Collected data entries
--------------------

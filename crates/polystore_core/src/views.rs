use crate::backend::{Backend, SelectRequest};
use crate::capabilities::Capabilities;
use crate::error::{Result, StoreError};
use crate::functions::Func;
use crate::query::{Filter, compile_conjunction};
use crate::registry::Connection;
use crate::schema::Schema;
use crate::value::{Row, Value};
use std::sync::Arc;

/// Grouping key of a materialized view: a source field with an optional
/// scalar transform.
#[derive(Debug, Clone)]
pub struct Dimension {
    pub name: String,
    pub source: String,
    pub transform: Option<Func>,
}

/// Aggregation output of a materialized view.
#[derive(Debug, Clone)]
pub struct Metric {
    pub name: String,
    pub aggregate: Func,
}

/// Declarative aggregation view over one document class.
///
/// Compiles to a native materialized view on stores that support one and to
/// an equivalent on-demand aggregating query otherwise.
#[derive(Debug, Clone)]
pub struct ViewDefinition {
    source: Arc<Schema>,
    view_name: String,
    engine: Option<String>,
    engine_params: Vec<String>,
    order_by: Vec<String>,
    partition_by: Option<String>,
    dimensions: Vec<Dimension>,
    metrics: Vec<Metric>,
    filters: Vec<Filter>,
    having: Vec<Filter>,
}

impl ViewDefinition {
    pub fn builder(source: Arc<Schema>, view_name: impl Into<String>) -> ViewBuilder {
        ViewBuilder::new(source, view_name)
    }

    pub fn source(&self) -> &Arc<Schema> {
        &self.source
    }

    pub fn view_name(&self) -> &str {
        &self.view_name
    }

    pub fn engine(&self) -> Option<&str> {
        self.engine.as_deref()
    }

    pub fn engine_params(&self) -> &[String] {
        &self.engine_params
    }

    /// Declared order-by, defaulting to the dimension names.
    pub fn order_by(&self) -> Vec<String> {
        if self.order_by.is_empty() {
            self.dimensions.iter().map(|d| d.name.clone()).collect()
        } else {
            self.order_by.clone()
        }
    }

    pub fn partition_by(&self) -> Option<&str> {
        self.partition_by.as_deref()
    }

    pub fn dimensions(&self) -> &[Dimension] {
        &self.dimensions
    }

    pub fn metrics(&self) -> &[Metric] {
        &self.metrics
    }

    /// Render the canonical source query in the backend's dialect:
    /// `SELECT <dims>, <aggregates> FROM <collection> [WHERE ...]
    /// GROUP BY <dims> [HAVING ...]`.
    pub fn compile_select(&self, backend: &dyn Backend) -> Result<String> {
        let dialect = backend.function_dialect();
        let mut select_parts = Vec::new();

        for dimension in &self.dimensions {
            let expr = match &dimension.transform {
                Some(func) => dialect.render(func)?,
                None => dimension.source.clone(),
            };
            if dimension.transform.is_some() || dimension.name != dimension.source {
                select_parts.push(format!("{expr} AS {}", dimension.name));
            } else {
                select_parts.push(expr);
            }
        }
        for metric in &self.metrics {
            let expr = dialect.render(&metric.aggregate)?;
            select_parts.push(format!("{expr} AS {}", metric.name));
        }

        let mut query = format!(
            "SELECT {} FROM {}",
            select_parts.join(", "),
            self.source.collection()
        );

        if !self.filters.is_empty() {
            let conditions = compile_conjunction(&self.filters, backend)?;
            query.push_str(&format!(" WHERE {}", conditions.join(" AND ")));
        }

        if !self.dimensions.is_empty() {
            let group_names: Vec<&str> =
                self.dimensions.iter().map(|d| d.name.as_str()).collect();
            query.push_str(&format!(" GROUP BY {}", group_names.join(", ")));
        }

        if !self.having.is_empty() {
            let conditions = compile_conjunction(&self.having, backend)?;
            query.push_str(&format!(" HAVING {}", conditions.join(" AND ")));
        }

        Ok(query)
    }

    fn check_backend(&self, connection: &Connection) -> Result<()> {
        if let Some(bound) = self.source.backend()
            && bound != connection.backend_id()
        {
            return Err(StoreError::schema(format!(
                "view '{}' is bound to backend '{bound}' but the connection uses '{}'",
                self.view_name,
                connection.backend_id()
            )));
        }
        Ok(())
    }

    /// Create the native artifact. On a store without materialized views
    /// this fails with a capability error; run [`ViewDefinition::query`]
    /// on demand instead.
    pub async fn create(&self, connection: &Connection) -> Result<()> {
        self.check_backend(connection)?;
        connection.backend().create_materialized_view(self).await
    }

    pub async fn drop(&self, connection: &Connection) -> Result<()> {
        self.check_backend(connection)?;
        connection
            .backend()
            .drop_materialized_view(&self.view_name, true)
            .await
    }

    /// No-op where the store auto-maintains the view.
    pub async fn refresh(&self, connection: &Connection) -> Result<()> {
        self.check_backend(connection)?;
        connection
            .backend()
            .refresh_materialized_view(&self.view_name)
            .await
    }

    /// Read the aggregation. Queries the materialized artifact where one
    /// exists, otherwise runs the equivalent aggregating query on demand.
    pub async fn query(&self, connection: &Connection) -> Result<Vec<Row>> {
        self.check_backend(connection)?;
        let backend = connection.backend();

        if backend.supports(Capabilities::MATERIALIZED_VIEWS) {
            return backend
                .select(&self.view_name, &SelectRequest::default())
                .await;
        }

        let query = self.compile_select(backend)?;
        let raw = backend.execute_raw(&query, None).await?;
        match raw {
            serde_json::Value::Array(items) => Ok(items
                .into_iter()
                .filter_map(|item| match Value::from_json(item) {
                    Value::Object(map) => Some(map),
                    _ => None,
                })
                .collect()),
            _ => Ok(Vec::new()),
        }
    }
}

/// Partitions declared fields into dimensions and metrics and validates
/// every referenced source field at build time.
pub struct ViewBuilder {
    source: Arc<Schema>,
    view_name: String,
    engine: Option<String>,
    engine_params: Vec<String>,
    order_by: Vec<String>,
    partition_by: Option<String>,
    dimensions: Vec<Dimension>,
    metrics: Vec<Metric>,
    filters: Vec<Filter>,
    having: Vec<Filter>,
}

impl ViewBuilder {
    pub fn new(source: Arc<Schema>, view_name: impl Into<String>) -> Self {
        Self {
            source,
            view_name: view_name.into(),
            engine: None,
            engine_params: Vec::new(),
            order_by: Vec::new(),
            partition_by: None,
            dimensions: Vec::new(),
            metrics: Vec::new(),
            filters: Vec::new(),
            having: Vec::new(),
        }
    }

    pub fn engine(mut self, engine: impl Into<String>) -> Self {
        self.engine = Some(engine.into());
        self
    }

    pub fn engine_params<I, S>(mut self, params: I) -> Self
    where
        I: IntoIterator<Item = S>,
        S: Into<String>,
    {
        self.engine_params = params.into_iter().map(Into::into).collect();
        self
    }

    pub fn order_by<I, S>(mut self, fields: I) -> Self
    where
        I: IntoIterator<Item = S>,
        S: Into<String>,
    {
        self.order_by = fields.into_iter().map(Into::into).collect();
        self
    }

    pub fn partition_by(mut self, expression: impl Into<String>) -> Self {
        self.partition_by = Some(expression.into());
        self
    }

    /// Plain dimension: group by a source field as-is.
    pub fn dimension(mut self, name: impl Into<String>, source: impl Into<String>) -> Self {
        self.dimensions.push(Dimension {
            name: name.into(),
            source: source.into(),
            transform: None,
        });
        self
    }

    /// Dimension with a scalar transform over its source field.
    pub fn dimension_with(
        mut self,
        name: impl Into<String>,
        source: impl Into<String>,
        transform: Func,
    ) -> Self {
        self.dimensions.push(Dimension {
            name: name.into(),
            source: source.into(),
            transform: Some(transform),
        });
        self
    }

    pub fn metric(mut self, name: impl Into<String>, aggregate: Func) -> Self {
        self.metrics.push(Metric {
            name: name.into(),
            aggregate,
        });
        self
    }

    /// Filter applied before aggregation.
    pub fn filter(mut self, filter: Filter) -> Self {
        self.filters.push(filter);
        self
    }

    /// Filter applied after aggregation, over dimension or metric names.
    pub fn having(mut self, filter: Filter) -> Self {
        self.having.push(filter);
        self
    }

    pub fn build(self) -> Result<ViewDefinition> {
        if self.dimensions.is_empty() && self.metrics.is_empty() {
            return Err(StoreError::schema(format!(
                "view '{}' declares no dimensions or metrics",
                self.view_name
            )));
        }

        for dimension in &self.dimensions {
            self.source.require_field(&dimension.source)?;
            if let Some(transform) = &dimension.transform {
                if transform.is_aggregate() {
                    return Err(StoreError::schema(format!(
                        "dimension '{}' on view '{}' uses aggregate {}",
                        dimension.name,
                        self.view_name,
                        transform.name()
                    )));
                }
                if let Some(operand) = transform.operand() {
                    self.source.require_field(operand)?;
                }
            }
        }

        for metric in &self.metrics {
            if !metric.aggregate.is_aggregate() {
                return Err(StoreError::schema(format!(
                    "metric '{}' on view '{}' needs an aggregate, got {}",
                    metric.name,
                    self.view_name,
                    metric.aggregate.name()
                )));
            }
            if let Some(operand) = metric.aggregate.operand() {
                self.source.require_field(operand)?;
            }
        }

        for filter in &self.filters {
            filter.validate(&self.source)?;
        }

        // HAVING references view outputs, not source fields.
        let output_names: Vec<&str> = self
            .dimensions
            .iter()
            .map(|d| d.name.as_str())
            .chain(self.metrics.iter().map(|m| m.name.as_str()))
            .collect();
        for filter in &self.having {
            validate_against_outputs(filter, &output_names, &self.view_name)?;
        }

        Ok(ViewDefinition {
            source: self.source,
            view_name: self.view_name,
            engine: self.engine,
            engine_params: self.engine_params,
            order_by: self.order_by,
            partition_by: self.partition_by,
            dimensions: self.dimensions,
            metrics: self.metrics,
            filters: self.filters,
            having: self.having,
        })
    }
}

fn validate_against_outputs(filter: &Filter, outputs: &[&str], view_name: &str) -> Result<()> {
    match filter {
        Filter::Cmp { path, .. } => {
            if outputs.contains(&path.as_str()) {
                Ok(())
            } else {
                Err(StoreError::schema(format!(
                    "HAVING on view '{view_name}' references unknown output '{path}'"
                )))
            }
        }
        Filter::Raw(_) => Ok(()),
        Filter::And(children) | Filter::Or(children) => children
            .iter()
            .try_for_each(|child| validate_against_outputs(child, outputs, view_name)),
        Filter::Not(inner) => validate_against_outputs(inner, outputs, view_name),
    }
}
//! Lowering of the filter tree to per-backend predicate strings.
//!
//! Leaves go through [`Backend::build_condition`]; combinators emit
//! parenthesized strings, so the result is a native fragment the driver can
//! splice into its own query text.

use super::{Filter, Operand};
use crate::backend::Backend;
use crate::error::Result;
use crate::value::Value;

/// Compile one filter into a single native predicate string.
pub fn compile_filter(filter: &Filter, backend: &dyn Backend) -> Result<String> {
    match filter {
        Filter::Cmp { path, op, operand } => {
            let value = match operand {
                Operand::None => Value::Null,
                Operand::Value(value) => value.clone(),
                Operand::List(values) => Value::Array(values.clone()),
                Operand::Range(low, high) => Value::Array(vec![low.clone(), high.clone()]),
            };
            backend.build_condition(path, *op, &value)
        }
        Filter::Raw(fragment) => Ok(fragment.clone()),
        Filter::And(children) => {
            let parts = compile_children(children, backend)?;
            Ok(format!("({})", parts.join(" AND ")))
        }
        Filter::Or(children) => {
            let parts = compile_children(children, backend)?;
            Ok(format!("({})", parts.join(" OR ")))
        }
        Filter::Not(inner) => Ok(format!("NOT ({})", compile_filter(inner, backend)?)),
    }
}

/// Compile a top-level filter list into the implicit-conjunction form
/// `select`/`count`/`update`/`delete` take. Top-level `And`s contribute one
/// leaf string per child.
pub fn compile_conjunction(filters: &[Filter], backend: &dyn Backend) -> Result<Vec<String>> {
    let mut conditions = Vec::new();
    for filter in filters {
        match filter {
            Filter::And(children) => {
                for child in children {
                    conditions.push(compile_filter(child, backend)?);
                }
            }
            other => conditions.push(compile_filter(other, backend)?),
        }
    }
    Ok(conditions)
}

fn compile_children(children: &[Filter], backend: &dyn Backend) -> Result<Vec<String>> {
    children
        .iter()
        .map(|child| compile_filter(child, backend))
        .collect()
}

--------------------

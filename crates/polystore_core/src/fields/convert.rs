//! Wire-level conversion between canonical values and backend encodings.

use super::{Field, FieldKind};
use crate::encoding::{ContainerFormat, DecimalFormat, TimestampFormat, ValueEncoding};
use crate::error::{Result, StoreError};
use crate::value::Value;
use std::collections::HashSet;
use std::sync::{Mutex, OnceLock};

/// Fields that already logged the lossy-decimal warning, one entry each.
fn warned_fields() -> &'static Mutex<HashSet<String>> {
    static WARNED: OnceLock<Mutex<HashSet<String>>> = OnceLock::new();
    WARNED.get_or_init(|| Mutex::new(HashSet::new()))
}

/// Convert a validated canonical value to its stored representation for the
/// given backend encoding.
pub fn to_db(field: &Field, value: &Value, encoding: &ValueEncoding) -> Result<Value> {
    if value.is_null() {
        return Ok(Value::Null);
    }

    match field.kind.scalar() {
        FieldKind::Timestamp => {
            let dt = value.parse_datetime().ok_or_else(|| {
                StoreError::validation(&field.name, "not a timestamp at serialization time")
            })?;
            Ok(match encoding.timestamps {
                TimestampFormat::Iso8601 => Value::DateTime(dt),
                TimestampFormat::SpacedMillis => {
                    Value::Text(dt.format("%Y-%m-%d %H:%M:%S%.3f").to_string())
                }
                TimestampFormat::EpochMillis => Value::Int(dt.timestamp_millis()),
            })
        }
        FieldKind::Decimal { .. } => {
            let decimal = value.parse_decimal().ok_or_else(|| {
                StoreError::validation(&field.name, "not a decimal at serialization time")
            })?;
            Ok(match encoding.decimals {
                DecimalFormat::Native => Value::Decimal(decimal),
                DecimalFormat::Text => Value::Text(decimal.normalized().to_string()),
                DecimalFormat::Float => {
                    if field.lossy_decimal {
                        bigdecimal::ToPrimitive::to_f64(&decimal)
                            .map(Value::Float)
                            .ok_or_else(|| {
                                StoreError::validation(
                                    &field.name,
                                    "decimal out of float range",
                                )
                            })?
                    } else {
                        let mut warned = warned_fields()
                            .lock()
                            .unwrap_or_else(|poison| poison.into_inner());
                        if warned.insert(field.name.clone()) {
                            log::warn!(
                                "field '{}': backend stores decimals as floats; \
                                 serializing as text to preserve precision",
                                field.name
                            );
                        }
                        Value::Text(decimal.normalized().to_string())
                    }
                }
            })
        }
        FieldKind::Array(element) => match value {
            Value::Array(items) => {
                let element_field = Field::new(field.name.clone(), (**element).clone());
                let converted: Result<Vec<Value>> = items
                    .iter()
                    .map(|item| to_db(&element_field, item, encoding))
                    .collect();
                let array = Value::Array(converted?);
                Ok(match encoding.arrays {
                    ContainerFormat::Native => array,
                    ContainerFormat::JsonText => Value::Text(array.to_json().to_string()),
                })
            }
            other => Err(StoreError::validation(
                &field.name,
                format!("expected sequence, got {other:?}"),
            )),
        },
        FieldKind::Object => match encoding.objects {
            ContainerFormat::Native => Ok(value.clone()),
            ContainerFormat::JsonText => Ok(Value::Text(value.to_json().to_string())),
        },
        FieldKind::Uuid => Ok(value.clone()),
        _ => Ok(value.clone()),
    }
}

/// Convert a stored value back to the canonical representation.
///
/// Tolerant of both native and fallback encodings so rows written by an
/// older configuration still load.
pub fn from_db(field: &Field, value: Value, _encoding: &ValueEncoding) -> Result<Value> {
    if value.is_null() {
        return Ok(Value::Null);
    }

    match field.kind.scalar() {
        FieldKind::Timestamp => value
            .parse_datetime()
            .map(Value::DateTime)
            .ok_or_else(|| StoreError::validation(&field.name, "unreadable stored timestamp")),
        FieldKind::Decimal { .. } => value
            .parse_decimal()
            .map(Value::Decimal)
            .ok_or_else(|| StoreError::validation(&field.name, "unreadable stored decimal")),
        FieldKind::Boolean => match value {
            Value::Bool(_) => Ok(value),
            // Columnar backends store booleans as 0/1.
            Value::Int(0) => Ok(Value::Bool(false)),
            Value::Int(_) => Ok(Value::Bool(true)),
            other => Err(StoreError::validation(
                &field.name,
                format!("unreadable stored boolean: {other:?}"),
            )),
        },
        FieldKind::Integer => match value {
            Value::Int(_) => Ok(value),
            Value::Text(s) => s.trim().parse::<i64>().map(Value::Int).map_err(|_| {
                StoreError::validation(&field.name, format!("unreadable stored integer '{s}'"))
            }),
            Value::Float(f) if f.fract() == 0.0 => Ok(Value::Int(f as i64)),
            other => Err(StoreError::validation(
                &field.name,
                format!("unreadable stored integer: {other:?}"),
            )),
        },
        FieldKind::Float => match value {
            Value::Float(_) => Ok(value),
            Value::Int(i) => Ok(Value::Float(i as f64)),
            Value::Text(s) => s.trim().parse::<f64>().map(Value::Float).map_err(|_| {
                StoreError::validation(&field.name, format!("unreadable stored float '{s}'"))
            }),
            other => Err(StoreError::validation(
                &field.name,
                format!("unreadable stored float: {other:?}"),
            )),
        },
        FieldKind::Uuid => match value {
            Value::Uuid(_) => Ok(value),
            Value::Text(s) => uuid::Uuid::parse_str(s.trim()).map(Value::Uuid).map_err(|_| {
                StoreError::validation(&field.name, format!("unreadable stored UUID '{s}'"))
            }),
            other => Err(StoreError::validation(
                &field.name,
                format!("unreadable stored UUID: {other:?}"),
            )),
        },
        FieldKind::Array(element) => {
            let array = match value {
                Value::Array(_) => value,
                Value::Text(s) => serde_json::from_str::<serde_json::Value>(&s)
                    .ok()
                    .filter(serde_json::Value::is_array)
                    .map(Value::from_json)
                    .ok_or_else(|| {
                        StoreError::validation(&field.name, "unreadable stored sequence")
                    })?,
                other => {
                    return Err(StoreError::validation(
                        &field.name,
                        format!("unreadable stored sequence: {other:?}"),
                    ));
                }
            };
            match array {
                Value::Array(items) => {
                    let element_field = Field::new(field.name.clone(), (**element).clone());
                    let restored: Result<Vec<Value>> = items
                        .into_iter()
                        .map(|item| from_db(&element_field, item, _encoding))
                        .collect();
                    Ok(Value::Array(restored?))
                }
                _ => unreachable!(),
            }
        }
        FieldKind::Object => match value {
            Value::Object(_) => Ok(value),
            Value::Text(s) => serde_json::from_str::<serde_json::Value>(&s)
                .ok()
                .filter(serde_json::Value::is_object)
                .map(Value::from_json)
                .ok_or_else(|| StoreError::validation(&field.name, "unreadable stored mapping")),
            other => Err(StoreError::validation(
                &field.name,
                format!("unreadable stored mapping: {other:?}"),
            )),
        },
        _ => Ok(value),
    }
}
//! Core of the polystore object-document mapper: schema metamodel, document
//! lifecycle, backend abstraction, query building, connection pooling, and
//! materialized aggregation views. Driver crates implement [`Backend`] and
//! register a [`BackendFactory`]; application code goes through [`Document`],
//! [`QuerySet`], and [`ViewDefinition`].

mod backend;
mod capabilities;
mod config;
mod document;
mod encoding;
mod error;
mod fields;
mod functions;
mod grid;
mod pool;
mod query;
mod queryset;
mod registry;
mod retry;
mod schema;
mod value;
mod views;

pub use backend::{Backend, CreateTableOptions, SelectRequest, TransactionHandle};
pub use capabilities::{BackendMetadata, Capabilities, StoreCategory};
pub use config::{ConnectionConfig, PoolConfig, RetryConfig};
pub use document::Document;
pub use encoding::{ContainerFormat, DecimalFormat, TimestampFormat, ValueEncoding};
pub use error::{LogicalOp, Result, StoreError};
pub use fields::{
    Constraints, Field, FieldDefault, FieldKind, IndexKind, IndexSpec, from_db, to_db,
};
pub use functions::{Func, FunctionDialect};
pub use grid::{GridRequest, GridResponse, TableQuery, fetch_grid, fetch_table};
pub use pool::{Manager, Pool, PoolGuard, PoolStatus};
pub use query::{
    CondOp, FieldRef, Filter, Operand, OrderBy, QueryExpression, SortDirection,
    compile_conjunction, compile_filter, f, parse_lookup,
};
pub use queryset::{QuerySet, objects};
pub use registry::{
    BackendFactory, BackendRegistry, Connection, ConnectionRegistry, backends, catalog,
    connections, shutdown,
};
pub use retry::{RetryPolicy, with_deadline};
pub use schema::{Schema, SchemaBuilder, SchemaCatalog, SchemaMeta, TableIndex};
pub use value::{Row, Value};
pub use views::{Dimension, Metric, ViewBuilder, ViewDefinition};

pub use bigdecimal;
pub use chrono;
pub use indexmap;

--------------------

▶ Task objective:
From the records above, give again exactly the lines running from the line with "filename crates/polystore_core/src/views.rs" to the line with "use crate::registry::Connection;", inclusive.

▶ Answer to this task:
filename crates/polystore_core/src/views.rs
use crate::backend::{Backend, SelectRequest};
use crate::capabilities::Capabilities;
use crate::error::{Result, StoreError};
use crate::functions::Func;
use crate::query::{Filter, compile_conjunction};
use crate::registry::Connection;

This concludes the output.